Eşinize, hele ki kendinize güveniyorsanız bu sizi rahatsız etmez. Bir kadınla bir erkeğin arkadaş olabileceğini biliyorsanız rahatsız etmez. Arabaya binmekle, günaydın demekle kötü olunmaz.
Kötülük, art niyetlilik, sizin tabirinizle ateşle barut olmanın kriteri söyledikleriniz değildir. İnsanın içinde olmayıversin her yerde her yerde yapan yapacağını yapar.

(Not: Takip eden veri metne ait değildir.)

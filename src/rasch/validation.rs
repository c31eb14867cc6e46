//! rasch::validation — shared input guards for engine routines.
//!
//! Purpose
//! -------
//! Centralize the preconditions shared by the fit, information, estimation
//! and curve routines so that each check is written once and reported with
//! the same [`RaschError`] variant everywhere.
//!
//! Invariants & assumptions
//! ------------------------
//! - Guards stop at the first offending element and report its index.
//! - Guards allocate nothing beyond the error payload.
//!
//! Testing notes
//! -------------
//! - Unit tests cover each error branch and the success path.
use crate::rasch::errors::{RaschError, RaschResult};

/// Require two index-aligned sequences to have the same length.
///
/// # Errors
/// [`RaschError::LengthMismatch`] with `expected = left`, `found = right`.
pub fn validate_aligned(left: usize, right: usize, what: &'static str) -> RaschResult<()> {
    if left != right {
        return Err(RaschError::LengthMismatch { expected: left, found: right, what });
    }
    Ok(())
}

/// Require every value to be finite.
///
/// # Errors
/// [`RaschError::NonFiniteValue`] for the first NaN or ±∞.
pub fn validate_finite(values: &[f64]) -> RaschResult<()> {
    for (index, &value) in values.iter().enumerate() {
        if !value.is_finite() {
            return Err(RaschError::NonFiniteValue { index, value });
        }
    }
    Ok(())
}

/// Require every value to be finite and inside the closed unit interval.
///
/// Used for observed scores and model-expected probabilities.
///
/// # Errors
/// - [`RaschError::NonFiniteValue`] for NaN or ±∞.
/// - [`RaschError::OutOfUnitInterval`] for values below 0 or above 1.
pub fn validate_unit_interval(values: &[f64], what: &'static str) -> RaschResult<()> {
    for (index, &value) in values.iter().enumerate() {
        if !value.is_finite() {
            return Err(RaschError::NonFiniteValue { index, value });
        }
        if !(0.0..=1.0).contains(&value) {
            return Err(RaschError::OutOfUnitInterval { index, value, what });
        }
    }
    Ok(())
}

/// Require a finite, strictly increasing interval.
///
/// # Errors
/// [`RaschError::InvalidBracket`] if either end is non-finite or
/// `lower >= upper`.
pub fn validate_bracket(lower: f64, upper: f64) -> RaschResult<()> {
    if !lower.is_finite() || !upper.is_finite() {
        return Err(RaschError::InvalidBracket {
            lower,
            upper,
            reason: "Bracket ends must be finite.",
        });
    }
    if lower >= upper {
        return Err(RaschError::InvalidBracket {
            lower,
            upper,
            reason: "Lower end must be strictly below upper end.",
        });
    }
    Ok(())
}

Beni her akşam arkadaşım evime getirir, eşide bilir, eşimde bilir. Ama eşim bana, arkadaşımın eşide arkadaşıma güvenir.
Bir kadın ve erkek yanyana gelince illaki bir şey mi olması gerekiyor. Ben işte bu zihniyete kızıyorum. Kaldı ki ilk mesajınızda hiç bir ayrım yapmadan bu tür davranışları sergileyenleri yadırgamışsınız. Açıkcası bende sizin gibi düşünenleri yadırgıyorum.
İş arkadaşınıza karşı bir günaydını bile söylemiyorsunuz. Neden? Çünkü siz iş arkadaşınızın art niyetli olabileceğini düşünüyorsunuz.

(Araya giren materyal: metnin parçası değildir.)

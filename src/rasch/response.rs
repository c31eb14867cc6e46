//! Dichotomous item responses.
use crate::rasch::errors::{RaschError, RaschResult};

/// A scored (subject, item) outcome.
///
/// Missing responses are represented by the *absence* of a `Response`
/// (`Option::None` in matrices), never by `Incorrect`.
#[derive(Debug, Clone, Copy, PartialEq, Eq, Hash)]
pub enum Response {
    Incorrect,
    Correct,
}

impl Response {
    /// Score on the 0/1 scale used by the Rasch equations.
    #[inline]
    pub fn score(self) -> f64 {
        match self {
            Response::Correct => 1.0,
            Response::Incorrect => 0.0,
        }
    }

    #[inline]
    pub fn is_correct(self) -> bool {
        matches!(self, Response::Correct)
    }

    /// Parse a 0/1 response code.
    ///
    /// # Errors
    /// [`RaschError::InvalidResponse`] for any other integer.
    pub fn from_code(code: i64) -> RaschResult<Self> {
        match code {
            0 => Ok(Response::Incorrect),
            1 => Ok(Response::Correct),
            value => Err(RaschError::InvalidResponse { value }),
        }
    }
}

impl From<bool> for Response {
    fn from(correct: bool) -> Self {
        if correct { Response::Correct } else { Response::Incorrect }
    }
}

/// Raw scores of a response vector, in order.
pub fn scores(responses: &[Response]) -> Vec<f64> {
    responses.iter().map(|r| r.score()).collect()
}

Ben günaydın derim, üstelik 26 yıldır ve en az eleman sayısı 300 olan bir yerde çalışıyorum. Şimdiye kadar (26 yılda) sizin söylediğiniz olaydan 1 kere yaşadık. Bunun dışında ateş ve barutlar olarak patlamadan yaşıyoruz. Günaydın da diyoruz, yemeğede gidiyoruz, arabayada biniyoruz.
Haaaa, siz bunları yapmazsınız saygı duyarım ama yapanları sanki birşeylermiş gibi ifade etmeniz yanlış.
İş hayatını bilen çalışan bir bayanım evet.
Zaten gödüklerimden ve yaşadıklarımdan ötürü yazdım bunları da.
Belki bizler kendimizi biliyoruz ama kendini bilmeyen o kadar çok insan var ki etrafımızda,
siz galiba herkesi iyi niyetli, saf, masum zanneden kendini kandıran insanlardansınız.
Unutmayın ki kimse göründüğü gibi saf niyetli değil.
Ben herkesin öncelikle kendini koruması gerektiğini düşünüyorum, herkes kendi niyetini, davranışlarını iyi tutarsa; kimseden kimseye zarar gelmez.
Ben öğretmenim ve çalıştığım kurumlarda evli olduğu halde diğer öğretmenlerle gereksiz, seviyesiz, çirkin iletişimleri olan bayan olsun erkek olsun o kadar çok öğretmen tanıdım ki...
Ben erkek öğretmenlerle öğrenciler ve iş dışında mecbur kalmadıkça hiçbir şekilde muhabbet etmem, karşımdaki bir erkek bana kendisi günaydın, iyi akşamlar gibi söz söylemediği müddetçe dahi ilk ben söylemem,
sadece duyarsam karşılık veririm o kadar, hele hele hiçbir erkek hocanın arabasına durağa gitmek için felan hiç binmem
ve bu tavırlarımın da doğru olduğunun sonuna kadar arkasındayım.
Neden çünkü etrafımdaki insanların hareketlerinden içim bulantı, nelere tanık oldum.
Madem iş arkadaşları birbirlerinin arabalarına binebilir, bu normal birşey de konu sahibi arkadaş neden bu kadar rahatsız olmuş?
Neden sinir krizi geçirmiş, eşini kıskanmış?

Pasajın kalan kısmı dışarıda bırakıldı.